Hollywood Costume explores the central role of costume design – from the glamorous to the
very subtle – as an essential tool of cinema storytelling. It illuminates the costume designer’s
creative process from script to screen and reveals the collaborative dialogue that leads to the
invention of authentic people within the story. The exhibition also examines the changing
social and technological context in which costume designers have worked over the last
century.
The exhibition is a three-gallery journey from early Charlie Chaplin silent pictures to the
motion capture costume design for Avatar (Deborah L. Scott, Mayes C. Rubeo, 2010). From Joan
Crawford’s blue gingham waitress uniform in Mildred Pierce, (Milo Anderson, 1945) and the
sensational bugle-beaded ruby gown she wore in The Bride Wore Red, (Adrian, 1937) to the
unforgettable white 3-piece suit worn by John Travolta as Tony Manero in Saturday Night
Fever (Patrizia Von Brandenstein, 1977) these costumes are united by their one purpose of
serving the story. Using montages, film clips and projections, the clothes are placed in their
original context, alongside interviews with key Hollywood costume designers, directors and
actors talking about the role costume plays in creating a character.
Deborah Nadoolman Landis, Hollywood costume designer and senior guest curator, said: “This
landmark exhibition provides a once in a life-time opportunity to explore the most beloved
characters in Hollywood history and gain insight on the role of the costume designer and their
vital contribution to cinema storytelling.”
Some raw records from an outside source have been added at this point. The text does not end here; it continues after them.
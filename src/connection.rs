//! Async connection driver.
//!
//! [`Connection`] owns a byte stream and an [`Engine`]. It reads the stream,
//! hands events to subscribers and writes whatever the engine or the
//! subscribers want sent. Lines are handled strictly one at a time: all of a
//! line's events are delivered and its commands written before the next
//! line is looked at.
//!
//! # Example
//!
//! ```no_run
//! use slirc_engine::{ClientConfig, Connection, Event, Outbox};
//!
//! # async fn run() -> Result<(), slirc_engine::TransportError> {
//! let config = ClientConfig::new("irc.libera.chat", "Addybot");
//! let mut conn = Connection::connect(config).await?;
//!
//! conn.subscribe(|event: &Event, out: &mut Outbox| {
//!     if let Event::Online = event {
//!         out.join("#bots");
//!     }
//! });
//!
//! conn.connect_as().await?;
//! conn.run().await?;
//! # Ok(())
//! # }
//! ```

use std::collections::VecDeque;
use std::fmt;

use tokio::io::{AsyncRead, AsyncReadExt, AsyncWrite, AsyncWriteExt};
use tokio_rustls::TlsConnector;
use tracing::{debug, info, trace, warn};

use crate::config::ClientConfig;
use crate::directory::Directory;
use crate::dispatch::Action;
use crate::encode::{ensure_crlf, Command};
use crate::engine::Engine;
use crate::error::TransportError;
use crate::event::Event;
use crate::transport::{native_tls_connector, Transport};

const READ_CHUNK: usize = 4096;

/// Receives every event a connection produces.
///
/// Commands pushed into the [`Outbox`] are written once the handler
/// returns, before the next event is delivered.
pub trait Handler: Send {
    /// Handle one event.
    fn handle(&mut self, event: &Event, out: &mut Outbox);
}

impl<F> Handler for F
where
    F: FnMut(&Event, &mut Outbox) + Send,
{
    fn handle(&mut self, event: &Event, out: &mut Outbox) {
        self(event, out)
    }
}

/// Commands queued by a [`Handler`].
#[derive(Clone, Debug, Default)]
pub struct Outbox {
    commands: Vec<Command>,
}

impl Outbox {
    /// Queue a command.
    pub fn send(&mut self, command: Command) {
        self.commands.push(command);
    }

    /// Queue a caller-formatted line.
    pub fn raw(&mut self, line: impl Into<String>) {
        self.send(Command::Raw(line.into()));
    }

    /// Queue a JOIN.
    pub fn join(&mut self, channel: impl Into<String>) {
        self.send(Command::Join(channel.into()));
    }

    /// Queue a PRIVMSG.
    pub fn privmsg(&mut self, target: impl Into<String>, text: impl Into<String>) {
        self.send(Command::Privmsg {
            target: target.into(),
            text: text.into(),
        });
    }

    /// Number of queued commands.
    pub fn len(&self) -> usize {
        self.commands.len()
    }

    /// Returns true if nothing is queued.
    pub fn is_empty(&self) -> bool {
        self.commands.is_empty()
    }
}

/// A client connection over any async byte stream.
pub struct Connection<S = Transport> {
    stream: S,
    engine: Engine,
    handlers: Vec<Box<dyn Handler>>,
}

impl<S> fmt::Debug for Connection<S> {
    fn fmt(&self, f: &mut fmt::Formatter<'_>) -> fmt::Result {
        f.debug_struct("Connection")
            .field("engine", &self.engine)
            .field("handlers", &self.handlers.len())
            .finish_non_exhaustive()
    }
}

impl Connection<Transport> {
    /// Dial the server named in `config`, using TLS if it asks for it.
    ///
    /// TLS connections trust the platform's root certificates.
    pub async fn connect(config: ClientConfig) -> Result<Self, TransportError> {
        Self::connect_with(config, None).await
    }

    /// Dial the server named in `config` with a caller-supplied TLS connector.
    ///
    /// The connector is only used when `config.tls` is set. Without one, TLS
    /// connections trust the platform's root certificates.
    pub async fn connect_with(
        config: ClientConfig,
        connector: Option<&TlsConnector>,
    ) -> Result<Self, TransportError> {
        let engine = Engine::new(&config)?;
        let stream = if config.tls {
            let native;
            let connector = match connector {
                Some(connector) => connector,
                None => {
                    native = native_tls_connector()?;
                    &native
                }
            };
            Transport::connect_tls(&config.server, config.port, connector).await?
        } else {
            Transport::connect(&config.server, config.port).await?
        };
        info!(server = %config.server, port = config.port, tls = stream.is_tls(), "connected");
        Ok(Self::new(stream, engine))
    }
}

impl<S> Connection<S>
where
    S: AsyncRead + AsyncWrite + Unpin,
{
    /// Wrap an already connected stream.
    pub fn new(stream: S, engine: Engine) -> Self {
        Self {
            stream,
            engine,
            handlers: Vec::new(),
        }
    }

    /// Add a closure subscriber.
    ///
    /// Subscribers are called in the order they were added.
    pub fn subscribe<F>(&mut self, handler: F)
    where
        F: FnMut(&Event, &mut Outbox) + Send + 'static,
    {
        self.handlers.push(Box::new(handler));
    }

    /// Add a [`Handler`] subscriber.
    pub fn add_handler<H: Handler + 'static>(&mut self, handler: H) {
        self.handlers.push(Box::new(handler));
    }

    /// The protocol engine.
    pub fn engine(&self) -> &Engine {
        &self.engine
    }

    /// Channels the client is in.
    pub fn directory(&self) -> &Directory {
        self.engine.directory()
    }

    /// The underlying stream.
    pub fn get_ref(&self) -> &S {
        &self.stream
    }

    /// Send NICK and USER.
    pub async fn connect_as(&mut self) -> Result<(), TransportError> {
        for command in self.engine.registration() {
            self.send_command(&command).await?;
        }
        Ok(())
    }

    /// Write `line` exactly as given.
    pub async fn write(&mut self, line: &str) -> Result<(), TransportError> {
        self.write_line(line).await?;
        self.deliver(Event::PacketWritten(line.to_string())).await
    }

    /// Write `line`, terminated with exactly one CRLF.
    pub async fn send(&mut self, line: &str) -> Result<(), TransportError> {
        self.write(&ensure_crlf(line)).await
    }

    /// Encode and write a command.
    pub async fn send_command(&mut self, command: &Command) -> Result<(), TransportError> {
        self.write(&command.to_line()).await
    }

    /// Join a channel.
    pub async fn join(&mut self, channel: &str) -> Result<(), TransportError> {
        self.send_command(&Command::Join(channel.to_string())).await
    }

    /// Send a PRIVMSG.
    pub async fn privmsg(&mut self, target: &str, text: &str) -> Result<(), TransportError> {
        self.send_command(&Command::Privmsg {
            target: target.to_string(),
            text: text.to_string(),
        })
        .await
    }

    /// Send QUIT and close the stream. Every channel is forgotten.
    pub async fn quit(&mut self, reason: Option<&str>) -> Result<(), TransportError> {
        self.send_command(&Command::Quit(reason.map(str::to_string)))
            .await?;
        self.engine.quit_sent();
        self.stream.shutdown().await?;
        info!("quit sent, connection closed");
        Ok(())
    }

    /// Read and handle lines until the server closes the connection.
    ///
    /// Per-line protocol errors are logged and skipped. I/O errors end the
    /// loop.
    pub async fn run(&mut self) -> Result<(), TransportError> {
        let mut chunk = [0u8; READ_CHUNK];

        loop {
            let n = self.stream.read(&mut chunk).await?;
            if n == 0 {
                self.engine.close();
                info!("connection closed by peer");
                return Ok(());
            }
            trace!(bytes = n, "received");

            let lines: Vec<_> = self.engine.framer_mut().feed(&chunk[..n]).collect();
            for line in lines {
                let actions = match line {
                    Ok(line) => self.engine.handle_line(&line),
                    Err(err) => {
                        warn!(error = %err, "dropping line");
                        continue;
                    }
                };
                self.perform(actions).await?;
            }
        }
    }

    async fn perform(&mut self, actions: Vec<Action>) -> Result<(), TransportError> {
        for action in actions {
            match action {
                Action::Emit(event) => self.deliver(event).await?,
                Action::Send(command) => self.send_command(&command).await?,
                Action::Error(err) => warn!(error = %err, "protocol error"),
            }
        }
        Ok(())
    }

    /// Deliver `event` to every handler, then write what they queued.
    ///
    /// Each written line produces a `PacketWritten` event that goes through
    /// the same queue.
    async fn deliver(&mut self, event: Event) -> Result<(), TransportError> {
        let mut queue = VecDeque::from([event]);

        while let Some(event) = queue.pop_front() {
            let mut out = Outbox::default();
            for handler in &mut self.handlers {
                handler.handle(&event, &mut out);
            }

            for command in out.commands {
                let line = command.to_line();
                self.write_line(&line).await?;
                queue.push_back(Event::PacketWritten(line));
            }
        }
        Ok(())
    }

    async fn write_line(&mut self, line: &str) -> Result<(), TransportError> {
        let (bytes, _, unmappable) = self.engine.encoding().encode(line);
        if unmappable {
            warn!(
                encoding = self.engine.encoding().name(),
                "line has characters the encoding cannot represent"
            );
        }
        self.stream.write_all(&bytes).await?;
        self.stream.flush().await?;
        debug!(line = line.trim_end(), "sent");
        Ok(())
    }
}

#[cfg(test)]
mod tests {
    use super::*;
    use std::sync::{Arc, Mutex};
    use tokio::io::{duplex, DuplexStream};
    use tokio::net::TcpListener;

    fn connection(nick: &str) -> (Connection<DuplexStream>, DuplexStream) {
        let (client, server) = duplex(4096);
        let engine = Engine::new(&ClientConfig::new("test", nick)).unwrap();
        (Connection::new(client, engine), server)
    }

    async fn read_all(mut server: DuplexStream) -> String {
        let mut out = String::new();
        server.read_to_string(&mut out).await.unwrap();
        out
    }

    #[tokio::test]
    async fn test_connect_as_writes_registration() {
        let (mut conn, server) = connection("bot");
        conn.connect_as().await.unwrap();
        drop(conn);
        assert_eq!(
            read_all(server).await,
            "NICK bot\r\nUSER bot bot bot :bot\r\n"
        );
    }

    #[tokio::test]
    async fn test_send_terminates_once() {
        let (mut conn, server) = connection("bot");
        conn.send("JOIN #a").await.unwrap();
        conn.send("JOIN #b\r\n").await.unwrap();
        conn.write("PART #c").await.unwrap();
        drop(conn);
        assert_eq!(read_all(server).await, "JOIN #a\r\nJOIN #b\r\nPART #c");
    }

    #[tokio::test]
    async fn test_packet_written_is_delivered() {
        let (mut conn, _server) = connection("bot");
        let seen = Arc::new(Mutex::new(Vec::new()));
        let sink = seen.clone();
        conn.subscribe(move |event: &Event, _: &mut Outbox| {
            if let Event::PacketWritten(line) = event {
                sink.lock().unwrap().push(line.clone());
            }
        });

        conn.join("#rust").await.unwrap();
        assert_eq!(*seen.lock().unwrap(), ["JOIN #rust\r\n"]);
    }

    #[tokio::test]
    async fn test_subscriber_reply_written_before_next_line() {
        let (mut conn, mut server) = connection("bot");
        conn.subscribe(|event: &Event, out: &mut Outbox| {
            if let Event::Online = event {
                out.join("#bots");
            }
        });

        server
            .write_all(b":srv 001 bot :Welcome\r\nPING :tok\r\n")
            .await
            .unwrap();
        server.shutdown().await.unwrap();

        conn.run().await.unwrap();
        drop(conn);
        assert_eq!(read_all(server).await, "JOIN #bots\r\nPONG :tok\r\n");
    }

    #[tokio::test]
    async fn test_quit_clears_directory() {
        let (mut conn, mut server) = connection("bot");
        server.write_all(b":bot!b@h JOIN #a\r\n").await.unwrap();
        server.shutdown().await.unwrap();
        conn.run().await.unwrap();
        assert!(conn.directory().contains("#a"));

        conn.quit(Some("bye")).await.unwrap();
        assert!(conn.directory().is_empty());
        assert_eq!(read_all(server).await, "QUIT :bye\r\n");
    }

    #[tokio::test]
    async fn test_tls_without_connector_stays_tls() {
        let listener = TcpListener::bind("127.0.0.1:0").await.unwrap();
        let port = listener.local_addr().unwrap().port();
        tokio::spawn(async move {
            if let Ok((mut sock, _)) = listener.accept().await {
                let _ = sock.write_all(b":srv NOTICE * :plain text\r\n").await;
            }
        });

        // A plaintext server must fail the handshake, not yield a TCP session.
        let config = ClientConfig::new("127.0.0.1", "bot")
            .with_port(port)
            .with_tls(true);
        match Connection::connect_with(config, None).await {
            Ok(conn) => panic!("tls requested, got {:?}", conn.get_ref()),
            Err(err) => assert!(!matches!(err, TransportError::Config(_))),
        }
    }

    #[tokio::test]
    async fn test_unmappable_characters_are_still_written() {
        let (client, mut server) = duplex(4096);
        let config = ClientConfig::new("test", "bot").with_encoding("latin1");
        let mut conn = Connection::new(client, Engine::new(&config).unwrap());

        conn.privmsg("#a", "caf\u{e9} \u{2603}").await.unwrap();
        drop(conn);

        let mut out = Vec::new();
        server.read_to_end(&mut out).await.unwrap();
        assert_eq!(out, b"PRIVMSG #a :caf\xe9 &#9731;\r\n");
    }
}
Sir Christopher Frayling, guest curator, said: “The design of costumes for films is a distinctive
form of design which is often taken for granted or misunderstood. This V&A exhibition presents
the ideal opportunity to set the record straight – and does so in the most spectacular way.”
The exhibition has involved sourcing, identifying and securing objects from all across the
world over the course of five years. The collectors who have loaned to the exhibition range
from major motion picture studios, costume houses, public museums and archives and private
individuals.
Exhibition Structure
The exhibition is divided into three sections to tell the story of costume design.
Act One: Deconstruction introduces the role of the costume designer in cinema. This section
explores the link between clothing and identity and looks at how designers create the unique
individuals in the script whether for modern, period or fantasy films. There are clothes
instantly recognisable as being ‘costumes’ such as the imperial robes designed by James
Acheson for The Last Emperor (1987) alongside others like Brokeback Mountain (2005), where
Marit Allen’s designs for Jack Twist (Jake Gyllenhaal) and Ennis Del Mar (Heath Ledger) may
seem invisible. The steps of the costume designer’s research process are explored in case
studies that include Fight Club (Michael Kaplan, 1999), Addams Family Values (Theoni V. Aldrege,
1993), and Indiana Jones: Raiders of the Lost Ark, (Deborah Nadoolman, 1981). The process is revealed
using designs and sketches, photographs showing costume fittings, budget breakdowns and
script pages to show dialogue that discloses character defining clues. The first act concludes with a
dissection of designer Alexandra Byrne’s Elizabeth: The Golden Age (2007) surrounded by a royal
court of characters that includes the celebrated The Virgin Queen (Charles LeMaire, Mary Wills,
1955) played by Bette Davis.
Act Two: Dialogue examines the intimate creative collaboration among great filmmakers, actors,
and costume designers. Using archival film footage as well as specially-commissioned
interviews, Dialogue explores four key director/designer pairings: Alfred Hitchcock and Edith
Head who worked together on 11 films including The Birds (1963); Tim Burton and Colleen
Atwood whose nine films together have spanned Edward Scissorhands (1990) to Alice in
Wonderland (2010); Martin Scorsese and Sandy Powell who have teamed on films from Gangs
of New York (2002) to the recent Hugo (2011); and Mike Nichols and Ann Roth who have
worked together for almost 30 years from Silkwood (1983) to Closer (2004).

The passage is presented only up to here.